1.5 The Tower

The final section is still made by 4 different curves and we need to join them into one single curve. Is a very common step and to do this, first of all, we need to create a list of curves. The node List.Create is one of the most used node in Dynamo and it will be useful in thousands of circumstance. Depending on the number of input that you want to put together, you can add or remove items from the list by clicking on the plus or minus icon. In this case the result of the list node is a nested list but, to join the curves we need a flatten list (have a look on the dynamo website to better understand the logic of the list) and there’s a specific node to flatten all the lists. Finally we can use the PolyCurve.ByJoinedCurves to merge all the curves into one curve. Now we have a type section for the floor and we can build our tower. First of all I changed my units in Revit to be in meters so we can deal with small numbers in our inputs.

Again before starting we need to think about what we need as input to achieve our result:

• Number of floors (Integer Slider)
• Distance between floors
• Floor rotation
  • Start rotation angle
  • End rotation angle It’s possible to manage the range of each slider in the node properties. Open the small arrow on the left of the slider to access the min\/max range The maximum height of the tower will be MaxHeight = FloorHeight * NumFloors. We can easily use a code block to calculate this value. With this we only have the total amount but we need the elevation of each floor as a list of levels. As always many ways but I want to show you a new node that will help to create a range of values with a starting value, ending value and step. The default value is 0 then the end value is the maximum height and the step is the floor height. Do you remember how to translate a geometry and at the same time copy this geometry? Exactly! Geometry.Translate and the amazing thing is, if you fill the input of the geometry with a list you’ll get all the copies just in one node.

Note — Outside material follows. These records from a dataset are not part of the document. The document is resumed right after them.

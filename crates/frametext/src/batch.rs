//! Batch driver: convert every frame in a directory on a worker pool.
//!
//! Frames are independent. Each one is read, converted, and written by
//! a single rayon task; a failure is recorded for that frame and the
//! rest of the batch carries on. Output names are derived from input
//! stems and claimed before any worker starts; a frame whose stem is
//! already taken fails instead of sharing a file.

use std::path::{Path, PathBuf};
use std::time::{Duration, Instant};

use frametext_io::{FrameIoError, FrameJob};
use frametext_pipeline::PipelineConfig;
use frametext_pipeline::diagnostics::{Clock, process_staged_with_diagnostics};
use rayon::prelude::*;

/// Where to read frames from and where to put the results.
#[derive(Debug, Clone)]
pub struct BatchOptions {
    /// Directory scanned for frames.
    pub input_dir: PathBuf,
    /// Directory receiving `<stem>.txt` files. Created if missing.
    pub output_dir: PathBuf,
    /// Also write `edges_<name>` next to each input.
    pub save_edges: bool,
    /// Worker count; `None` uses rayon's default.
    pub jobs: Option<usize>,
}

/// Errors that stop the batch before any frame is converted.
#[derive(Debug, thiserror::Error)]
pub enum BatchError {
    /// The pipeline configuration is invalid.
    #[error(transparent)]
    Config(#[from] frametext_pipeline::PipelineError),

    /// Scanning the input or preparing the output directory failed.
    #[error(transparent)]
    Io(#[from] FrameIoError),

    /// A worker count of zero was requested.
    #[error("worker count must be at least 1")]
    ZeroJobs,

    /// The worker pool could not be started.
    #[error("failed to build worker pool: {0}")]
    ThreadPool(#[from] rayon::ThreadPoolBuildError),
}

/// Outcome of a batch run.
#[derive(Debug, Default)]
pub struct BatchReport {
    /// Text files written, in input order.
    pub written: Vec<PathBuf>,
    /// Frames that failed, in input order.
    pub failures: Vec<FrameIoError>,
}

impl BatchReport {
    /// Whether every discovered frame was converted.
    #[must_use]
    pub const fn is_success(&self) -> bool {
        self.failures.is_empty()
    }

    /// One-line summary for the end of a run.
    #[must_use]
    pub fn summary(&self, output_dir: &Path) -> String {
        let mut line = format!(
            "Converted {} frames to ASCII in '{}'",
            self.written.len(),
            output_dir.display(),
        );
        if !self.failures.is_empty() {
            line.push_str(&format!(" ({} failed)", self.failures.len()));
        }
        line
    }
}

/// [`Clock`] implementation backed by [`std::time::Instant`].
struct StdClock;

impl Clock for StdClock {
    type Instant = Instant;

    fn now(&self) -> Instant {
        Instant::now()
    }

    fn elapsed(&self, since: &Instant) -> Duration {
        since.elapsed()
    }
}

/// Build the dedicated worker pool.
///
/// # Errors
///
/// Returns [`BatchError::ZeroJobs`] for `Some(0)` and
/// [`BatchError::ThreadPool`] if rayon cannot spawn the threads.
pub fn build_thread_pool(jobs: Option<usize>) -> Result<rayon::ThreadPool, BatchError> {
    if jobs == Some(0) {
        return Err(BatchError::ZeroJobs);
    }

    let mut builder = rayon::ThreadPoolBuilder::new().thread_name(|i| format!("frametext-{i}"));
    if let Some(n) = jobs {
        builder = builder.num_threads(n);
    }
    Ok(builder.build()?)
}

/// Convert every frame in `options.input_dir`.
///
/// Per-frame failures are logged and collected in the report; they do
/// not stop the batch.
///
/// # Errors
///
/// Returns [`BatchError`] if the config is invalid, the worker pool
/// cannot be built, the input directory cannot be scanned, or the
/// output directory cannot be created.
pub fn run_batch(
    options: &BatchOptions,
    config: &PipelineConfig,
) -> Result<BatchReport, BatchError> {
    config.validate()?;
    let pool = build_thread_pool(options.jobs)?;
    let frames = frametext_io::scan_frames(&options.input_dir)?;
    frametext_io::ensure_output_dir(&options.output_dir)?;

    tracing::info!(
        frames = frames.len(),
        workers = pool.current_num_threads(),
        output = %options.output_dir.display(),
        "starting batch",
    );

    let jobs = frametext_io::plan_outputs(&options.output_dir, &frames);
    let results: Vec<Result<PathBuf, FrameIoError>> = pool.install(|| {
        jobs.into_par_iter()
            .map(|job| job.and_then(|job| convert_frame(&job, options.save_edges, config)))
            .collect()
    });

    let mut report = BatchReport::default();
    for result in results {
        match result {
            Ok(path) => report.written.push(path),
            Err(e) => {
                tracing::error!(frame = %e.path().display(), "{e}");
                report.failures.push(e);
            }
        }
    }
    Ok(report)
}

/// Read, convert, and write a single frame.
fn convert_frame(
    job: &FrameJob,
    save_edges: bool,
    config: &PipelineConfig,
) -> Result<PathBuf, FrameIoError> {
    let input = job.input.as_path();
    let bytes = frametext_io::read_frame(input)?;
    let (staged, diagnostics) =
        process_staged_with_diagnostics(bytes, config, &StdClock).map_err(|source| {
            FrameIoError::Pipeline {
                path: input.to_path_buf(),
                source,
            }
        })?;

    tracing::debug!(
        frame = %input.display(),
        elapsed_ms = diagnostics.total_duration.as_secs_f64() * 1000.0,
        columns = diagnostics.summary.columns,
        rows = diagnostics.summary.rows,
        "converted frame",
    );
    tracing::trace!("{}", diagnostics.report());

    if save_edges
        && let Err(e) = frametext_io::save_edges_artifact(input, &staged.edges)
    {
        tracing::warn!(frame = %input.display(), "{e}");
    }

    frametext_io::write_text_atomic(&job.output, &staged.frame.to_text())?;
    Ok(job.output.clone())
}
//! Frame discovery.

use std::path::{Path, PathBuf};

use crate::FrameIoError;
use crate::naming::{is_edges_artifact, is_supported_frame};

/// List the frames in `dir`, sorted by path.
///
/// Only regular files with a supported extension are returned. Saved
/// edge images (`edges_*`) are skipped so a rerun never converts its
/// own artifacts. Subdirectories are not descended into.
///
/// # Errors
///
/// Returns [`FrameIoError::Scan`] if the directory cannot be listed.
pub fn scan_frames(dir: &Path) -> Result<Vec<PathBuf>, FrameIoError> {
    let scan_err = |source| FrameIoError::Scan {
        path: dir.to_path_buf(),
        source,
    };

    let mut frames = Vec::new();
    for entry in std::fs::read_dir(dir).map_err(scan_err)? {
        let path = entry.map_err(scan_err)?.path();
        if !path.is_file() {
            continue;
        }
        if is_edges_artifact(&path) {
            tracing::debug!(path = %path.display(), "skipping edge image");
            continue;
        }
        if !is_supported_frame(&path) {
            tracing::debug!(path = %path.display(), "skipping unsupported file");
            continue;
        }
        frames.push(path);
    }
    frames.sort();

    tracing::info!(dir = %dir.display(), count = frames.len(), "found frames");
    Ok(frames)
}

#[cfg(test)]
#[allow(clippy::unwrap_used)]
mod tests {
    use super::*;

    fn touch(dir: &Path, name: &str) {
        std::fs::write(dir.join(name), b"").unwrap();
    }

    fn names(frames: &[PathBuf]) -> Vec<String> {
        frames
            .iter()
            .map(|p| p.file_name().unwrap().to_string_lossy().into_owned())
            .collect()
    }

    #[test]
    fn returns_sorted_supported_frames() {
        let tmp = tempfile::tempdir().unwrap();
        for name in ["0003.png", "0001.jpg", "0002.JPEG", "0010.PNG"] {
            touch(tmp.path(), name);
        }
        let frames = scan_frames(tmp.path()).unwrap();
        assert_eq!(
            names(&frames),
            ["0001.jpg", "0002.JPEG", "0003.png", "0010.PNG"]
        );
    }

    #[test]
    fn skips_edge_images_and_other_files() {
        let tmp = tempfile::tempdir().unwrap();
        for name in ["0001.png", "edges_0001.png", "notes.txt", "clip.gif"] {
            touch(tmp.path(), name);
        }
        std::fs::create_dir(tmp.path().join("nested.png")).unwrap();

        let frames = scan_frames(tmp.path()).unwrap();
        assert_eq!(names(&frames), ["0001.png"]);
    }

    #[test]
    fn empty_directory_yields_no_frames() {
        let tmp = tempfile::tempdir().unwrap();
        assert!(scan_frames(tmp.path()).unwrap().is_empty());
    }

    #[test]
    fn missing_directory_is_a_scan_error() {
        let tmp = tempfile::tempdir().unwrap();
        let missing = tmp.path().join("nope");
        let err = scan_frames(&missing).unwrap_err();
        assert!(matches!(err, FrameIoError::Scan { ref path, .. } if *path == missing));
    }
}
//! Incremental pipeline: advance stage-by-stage, inspecting each
//! intermediate result before continuing.
//!
//! Unlike [`crate::process_staged`] which runs the entire pipeline in one
//! call, [`Pipeline`] lets the caller drive execution one step at a time:
//!
//! ```rust
//! # use frametext_pipeline::{Pipeline, PipelineConfig, PipelineError};
//! # fn run(png: Vec<u8>) -> Result<(), PipelineError> {
//! let config = PipelineConfig::default();
//! let pipeline = Pipeline::new(png, config)
//!     .decode()?
//!     .extract_edges()?
//!     .resample()?
//!     .map_glyphs();
//!
//! let staged = pipeline.into_result();
//! # Ok(())
//! # }
//! ```
//!
//! Each stage method consumes `self` and returns the next pipeline state
//! (or `Result` for fallible stages), carrying all previously computed
//! intermediates. The caller can inspect the current stage's output via
//! accessor methods at any point.
//!
//! The configuration is validated when leaving [`Pending`], before the
//! source bytes are touched.

use crate::diagnostics::StageMetrics;
use crate::glyph::AsciiFrame;
use crate::types::{Dimensions, GrayImage, PipelineConfig, PipelineError, StagedResult};

// ───────────────────────── Stage 0: Pending ──────────────────────────

/// Pipeline state before any processing has occurred.
///
/// The source image bytes and config are stored but not yet touched.
/// Call [`decode`](Self::decode) to advance to the next stage.
#[must_use = "pipeline stages are consumed by advancing, call .decode() to continue"]
pub struct Pending {
    config: PipelineConfig,
    source: Vec<u8>,
}

impl Pending {
    /// The raw source image bytes.
    #[must_use]
    pub fn source(&self) -> &[u8] {
        &self.source
    }

    /// Validate the config, decode the source image, and advance to
    /// the [`Decoded`] stage.
    ///
    /// # Errors
    ///
    /// Returns [`PipelineError::InvalidConfig`] if the config fails
    /// validation. Returns [`PipelineError::EmptyInput`] if the source
    /// bytes are empty. Returns [`PipelineError::ImageDecode`] if the
    /// image format is unrecognized or the data is corrupt.
    pub fn decode(self) -> Result<Decoded, PipelineError> {
        self.config.validate()?;
        let luminance = crate::grayscale::decode_luminance(&self.source)?;
        Ok(Decoded {
            config: self.config,
            dimensions: Dimensions::of(&luminance),
            luminance,
            source_len: self.source.len(),
        })
    }
}

// ───────────────────────── Stage 1: Decoded ──────────────────────────

/// Pipeline state after decoding the source image to luminance.
///
/// Call [`extract_edges`](Self::extract_edges) to advance.
#[must_use = "pipeline stages are consumed by advancing, call .extract_edges() to continue"]
pub struct Decoded {
    config: PipelineConfig,
    luminance: GrayImage,
    dimensions: Dimensions,
    source_len: usize,
}

impl Decoded {
    /// The decoded luminance image.
    #[must_use]
    pub const fn luminance(&self) -> &GrayImage {
        &self.luminance
    }

    /// Source image dimensions.
    #[must_use]
    pub const fn dimensions(&self) -> Dimensions {
        self.dimensions
    }

    /// Advance to the edge extraction stage.
    ///
    /// # Errors
    ///
    /// Returns [`PipelineError::InvalidDimensions`] if the image is too
    /// small to crop (either side 2 pixels or less).
    pub fn extract_edges(self) -> Result<EdgesExtracted, PipelineError> {
        let edges = crate::edge::extract_edges(
            &self.luminance,
            self.config.edge_kernel,
            self.config.polarity,
        )?;
        Ok(EdgesExtracted {
            config: self.config,
            luminance: self.luminance,
            edges,
            dimensions: self.dimensions,
        })
    }

    pub(crate) fn collect_metrics(&self) -> StageMetrics {
        StageMetrics::Decode {
            input_bytes: self.source_len,
            width: self.dimensions.width,
            height: self.dimensions.height,
            pixel_count: self.dimensions.pixel_count(),
        }
    }
}

// ───────────────────────── Stage 2: EdgesExtracted ───────────────────

/// Pipeline state after edge filtering, polarity, and border crop.
///
/// Call [`resample`](Self::resample) to advance.
#[must_use = "pipeline stages are consumed by advancing, call .resample() to continue"]
pub struct EdgesExtracted {
    config: PipelineConfig,
    luminance: GrayImage,
    edges: GrayImage,
    dimensions: Dimensions,
}

impl EdgesExtracted {
    /// The cropped, polarity-adjusted edge image.
    #[must_use]
    pub const fn edges(&self) -> &GrayImage {
        &self.edges
    }

    /// Advance to the resample stage.
    ///
    /// # Errors
    ///
    /// Returns [`PipelineError::InvalidDimensions`] if the target
    /// height computes to zero.
    pub fn resample(self) -> Result<Resampled, PipelineError> {
        let resampled = crate::resample::resample(
            &self.edges,
            self.config.width,
            self.config.width_scale,
            self.config.resample_filter,
        )?;
        Ok(Resampled {
            config: self.config,
            luminance: self.luminance,
            edges: self.edges,
            resampled,
            dimensions: self.dimensions,
        })
    }

    pub(crate) fn collect_metrics(&self) -> StageMetrics {
        StageMetrics::EdgeExtraction {
            kernel: self.config.edge_kernel.to_string(),
            polarity: self.config.polarity.to_string(),
            width: self.edges.width(),
            height: self.edges.height(),
            strong_edge_count: crate::diagnostics::count_strong_edges(
                &self.edges,
                self.config.polarity,
            ),
            total_pixel_count: Dimensions::of(&self.edges).pixel_count(),
        }
    }
}

// ───────────────────────── Stage 3: Resampled ────────────────────────

/// Pipeline state after resampling to the character grid.
///
/// Call [`map_glyphs`](Self::map_glyphs) to advance to the final stage.
#[must_use = "pipeline stages are consumed by advancing, call .map_glyphs() to continue"]
pub struct Resampled {
    config: PipelineConfig,
    luminance: GrayImage,
    edges: GrayImage,
    resampled: GrayImage,
    dimensions: Dimensions,
}

impl Resampled {
    /// The resampled image, one sample per output character.
    #[must_use]
    pub const fn resampled(&self) -> &GrayImage {
        &self.resampled
    }

    /// Advance to the glyph mapping stage, the final pipeline step.
    pub fn map_glyphs(self) -> Mapped {
        let frame = AsciiFrame::render(&self.resampled, &self.config.ramp);
        Mapped {
            config: self.config,
            luminance: self.luminance,
            edges: self.edges,
            resampled: self.resampled,
            frame,
            dimensions: self.dimensions,
        }
    }

    pub(crate) fn collect_metrics(&self) -> StageMetrics {
        StageMetrics::Resample {
            source_width: self.edges.width(),
            source_height: self.edges.height(),
            width: self.resampled.width(),
            height: self.resampled.height(),
            width_scale: self.config.width_scale,
            filter: self.config.resample_filter.to_string(),
        }
    }
}

// ───────────────────────── Stage 4: Mapped ───────────────────────────

/// Pipeline state after glyph mapping: the final stage.
///
/// Call [`into_result`](Self::into_result) to extract the
/// [`StagedResult`] containing all intermediates.
#[must_use = "call .into_result() to extract the StagedResult"]
pub struct Mapped {
    config: PipelineConfig,
    luminance: GrayImage,
    edges: GrayImage,
    resampled: GrayImage,
    frame: AsciiFrame,
    dimensions: Dimensions,
}

impl Mapped {
    /// The rendered ASCII frame.
    #[must_use]
    pub const fn frame(&self) -> &AsciiFrame {
        &self.frame
    }

    /// Source image dimensions.
    #[must_use]
    pub const fn dimensions(&self) -> Dimensions {
        self.dimensions
    }

    /// Consume the pipeline and return the full [`StagedResult`].
    #[must_use]
    pub fn into_result(self) -> StagedResult {
        StagedResult {
            luminance: self.luminance,
            edges: self.edges,
            resampled: self.resampled,
            frame: self.frame,
            dimensions: self.dimensions,
        }
    }

    pub(crate) fn collect_metrics(&self) -> StageMetrics {
        StageMetrics::GlyphMapping {
            ramp_len: self.config.ramp.len(),
            columns: self.frame.width(),
            rows: self.frame.height(),
            distinct_glyphs: crate::diagnostics::count_distinct_glyphs(&self.frame),
        }
    }
}

// ───────────────────────── Stage: any state ──────────────────────────

/// Number of pipeline states, [`Pending`] through [`Mapped`].
pub const STAGE_COUNT: usize = 5;

/// Any pipeline state, for drivers that step through the pipeline in a
/// loop instead of chaining the typed methods.
///
/// [`process_staged_with_diagnostics`](crate::diagnostics::process_staged_with_diagnostics)
/// drives one of these, timing each [`advance`](Self::advance) and
/// reading [`metrics`](Self::metrics) afterwards:
///
/// ```rust
/// # use frametext_pipeline::{Pipeline, PipelineConfig, PipelineError};
/// # use frametext_pipeline::pipeline::Stage;
/// # fn run(png: Vec<u8>) -> Result<(), PipelineError> {
/// let mut stage = Stage::from(Pipeline::new(png, PipelineConfig::default()));
/// while !stage.is_complete() {
///     stage = stage.advance()?;
///     assert!(stage.metrics().is_some());
/// }
/// let result = stage.finish()?;
/// # Ok(())
/// # }
/// ```
#[must_use]
pub enum Stage {
    /// See [`Pending`].
    Pending(Pending),
    /// See [`Decoded`].
    Decoded(Decoded),
    /// See [`EdgesExtracted`].
    EdgesExtracted(EdgesExtracted),
    /// See [`Resampled`].
    Resampled(Resampled),
    /// See [`Mapped`].
    Mapped(Mapped),
}

impl Stage {
    /// Short name of the state: `"source"`, `"decode"`, `"edges"`,
    /// `"resample"` or `"glyphs"`.
    #[must_use]
    pub const fn name(&self) -> &'static str {
        match self {
            Self::Pending(_) => "source",
            Self::Decoded(_) => "decode",
            Self::EdgesExtracted(_) => "edges",
            Self::Resampled(_) => "resample",
            Self::Mapped(_) => "glyphs",
        }
    }

    /// Zero-based position in the pipeline.
    #[must_use]
    pub const fn index(&self) -> usize {
        match self {
            Self::Pending(_) => 0,
            Self::Decoded(_) => 1,
            Self::EdgesExtracted(_) => 2,
            Self::Resampled(_) => 3,
            Self::Mapped(_) => 4,
        }
    }

    /// Metrics for the work that produced this state. `None` for
    /// [`Pending`], which has done nothing yet.
    #[must_use]
    pub fn metrics(&self) -> Option<StageMetrics> {
        match self {
            Self::Pending(_) => None,
            Self::Decoded(s) => Some(s.collect_metrics()),
            Self::EdgesExtracted(s) => Some(s.collect_metrics()),
            Self::Resampled(s) => Some(s.collect_metrics()),
            Self::Mapped(s) => Some(s.collect_metrics()),
        }
    }

    /// Whether the final state has been reached.
    #[must_use]
    pub const fn is_complete(&self) -> bool {
        matches!(self, Self::Mapped(_))
    }

    /// Run the next transition. [`Mapped`] is returned unchanged.
    ///
    /// # Errors
    ///
    /// Returns [`PipelineError`] if the transition fails.
    pub fn advance(self) -> Result<Self, PipelineError> {
        Ok(match self {
            Self::Pending(s) => Self::Decoded(s.decode()?),
            Self::Decoded(s) => Self::EdgesExtracted(s.extract_edges()?),
            Self::EdgesExtracted(s) => Self::Resampled(s.resample()?),
            Self::Resampled(s) => Self::Mapped(s.map_glyphs()),
            done @ Self::Mapped(_) => done,
        })
    }

    /// Run every remaining transition and return the [`StagedResult`].
    ///
    /// # Errors
    ///
    /// Returns [`PipelineError`] from the first transition that fails.
    pub fn finish(mut self) -> Result<StagedResult, PipelineError> {
        loop {
            self = match self {
                Self::Mapped(mapped) => return Ok(mapped.into_result()),
                other => other.advance()?,
            };
        }
    }
}

impl From<Pending> for Stage {
    fn from(s: Pending) -> Self {
        Self::Pending(s)
    }
}

// ───────────────────── Pipeline entry point ──────────────────────────

/// Incremental frame conversion pipeline.
///
/// Created via [`Pipeline::new`], which stores the source image and
/// config without doing any processing. The caller then chains stage
/// methods:
///
/// ```rust
/// # use frametext_pipeline::{Pipeline, PipelineConfig, PipelineError};
/// # fn run(png: Vec<u8>) -> Result<(), PipelineError> {
/// let result = Pipeline::new(png, PipelineConfig::default())
///     .decode()?
///     .extract_edges()?
///     .resample()?
///     .map_glyphs()
///     .into_result();
/// # Ok(())
/// # }
/// ```
///
/// Each stage method consumes the current state and returns the next,
/// so skipping a stage or running them out of order does not compile.
pub struct Pipeline;

impl Pipeline {
    /// Create a new pipeline from source image bytes and config.
    ///
    /// Nothing is validated or decoded until
    /// [`.decode()`](Pending::decode) is called.
    #[allow(clippy::new_ret_no_self)]
    pub const fn new(image_bytes: Vec<u8>, config: PipelineConfig) -> Pending {
        Pending {
            config,
            source: image_bytes,
        }
    }
}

So what are you waiting for? Just fill the curve into the geometry and the zTranslation and click run. Good…the tower is here! We are almost at the end of this tutorial and your tower now need a little bit of twisting before the external surface.

The logical behind the rotation is similar to the translation but we need some more information. The node is Geometry.Rotate and as input we need: geometry (of course), origin of the rotation, axis of rotation and degrees of rotation.

The origin will be the translation of the origin at the elevation of each floor (you know how to do it), the axis, according to the world coordinate system is the Z axis, and for the degrees of rotation we’ll create a range using our input values.

First we can create the translation of the origin point. For the rotation range this time we’ll use a code block with a particular syntax

minValue..maxValue..#numberValue+1

minRotation..maxRotation..#numFloors+1

Why plus 1? Because all the list has a first index the number 0 so is important in arrays to consider one step more. For example 54 floors means 0 to 53 that’s why we need to consider one more. Now we are ready to rotate the geometries, the only thing we will search in the node library is the ZAxis node. Hide

We can hide the Geometry.Translate node with the aligned section just to see the rotate sections We came to the end, the latest node is the Surface.ByLoftwhich is accepting a list of curves as cross sections curves and basically is able to interpolate all these curves with a surface. I’m very pleased to present you your brand new twisting tower.

I hope that this tutorial is useful not only as a step by step but as a starting guide on how to think when you approach to computational design. Now is time to use this tower in Revit…but this is another story for another tutorial.